_Exercise prompt_
Below is a block of entries; repeat exactly the lines starting at the line that contains "fn delete_model(&self, model_id: ModelId)" and ending at the line that contains "discarding stored values.", both included.

[Stored items]
====================
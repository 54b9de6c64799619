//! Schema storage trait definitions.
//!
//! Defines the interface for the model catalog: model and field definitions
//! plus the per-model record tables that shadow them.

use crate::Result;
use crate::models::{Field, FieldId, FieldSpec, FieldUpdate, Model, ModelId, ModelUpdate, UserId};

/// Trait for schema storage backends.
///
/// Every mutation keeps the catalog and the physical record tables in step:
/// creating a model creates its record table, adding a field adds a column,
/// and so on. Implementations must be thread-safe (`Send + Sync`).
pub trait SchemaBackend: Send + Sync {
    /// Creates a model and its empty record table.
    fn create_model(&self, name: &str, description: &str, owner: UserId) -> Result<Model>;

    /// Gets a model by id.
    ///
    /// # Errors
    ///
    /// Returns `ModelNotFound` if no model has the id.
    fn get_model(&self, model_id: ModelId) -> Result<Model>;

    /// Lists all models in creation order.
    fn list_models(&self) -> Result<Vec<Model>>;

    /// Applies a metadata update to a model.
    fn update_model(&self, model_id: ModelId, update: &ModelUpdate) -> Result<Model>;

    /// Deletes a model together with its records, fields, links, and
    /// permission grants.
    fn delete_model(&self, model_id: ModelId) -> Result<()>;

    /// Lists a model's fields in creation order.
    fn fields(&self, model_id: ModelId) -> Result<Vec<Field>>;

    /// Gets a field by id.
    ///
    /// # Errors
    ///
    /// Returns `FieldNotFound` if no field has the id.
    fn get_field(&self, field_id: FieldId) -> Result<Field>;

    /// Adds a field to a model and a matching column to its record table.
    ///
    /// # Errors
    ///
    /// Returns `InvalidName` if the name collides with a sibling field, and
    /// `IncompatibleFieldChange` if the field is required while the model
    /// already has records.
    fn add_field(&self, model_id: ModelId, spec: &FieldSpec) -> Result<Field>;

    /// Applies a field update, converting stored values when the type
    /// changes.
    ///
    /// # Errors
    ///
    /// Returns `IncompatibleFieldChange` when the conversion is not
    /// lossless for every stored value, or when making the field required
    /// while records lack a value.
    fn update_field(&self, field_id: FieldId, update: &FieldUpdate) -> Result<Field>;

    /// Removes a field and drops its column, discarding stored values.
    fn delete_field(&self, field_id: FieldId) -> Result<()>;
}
====================
_Written answer_
    fn delete_model(&self, model_id: ModelId) -> Result<()>;

    /// Lists a model's fields in creation order.
    fn fields(&self, model_id: ModelId) -> Result<Vec<Field>>;

    /// Gets a field by id.
    ///
    /// # Errors
    ///
    /// Returns `FieldNotFound` if no field has the id.
    fn get_field(&self, field_id: FieldId) -> Result<Field>;

    /// Adds a field to a model and a matching column to its record table.
    ///
    /// # Errors
    ///
    /// Returns `InvalidName` if the name collides with a sibling field, and
    /// `IncompatibleFieldChange` if the field is required while the model
    /// already has records.
    fn add_field(&self, model_id: ModelId, spec: &FieldSpec) -> Result<Field>;

    /// Applies a field update, converting stored values when the type
    /// changes.
    ///
    /// # Errors
    ///
    /// Returns `IncompatibleFieldChange` when the conversion is not
    /// lossless for every stored value, or when making the field required
    /// while records lack a value.
    fn update_field(&self, field_id: FieldId, update: &FieldUpdate) -> Result<Field>;

    /// Removes a field and drops its column, discarding stored values.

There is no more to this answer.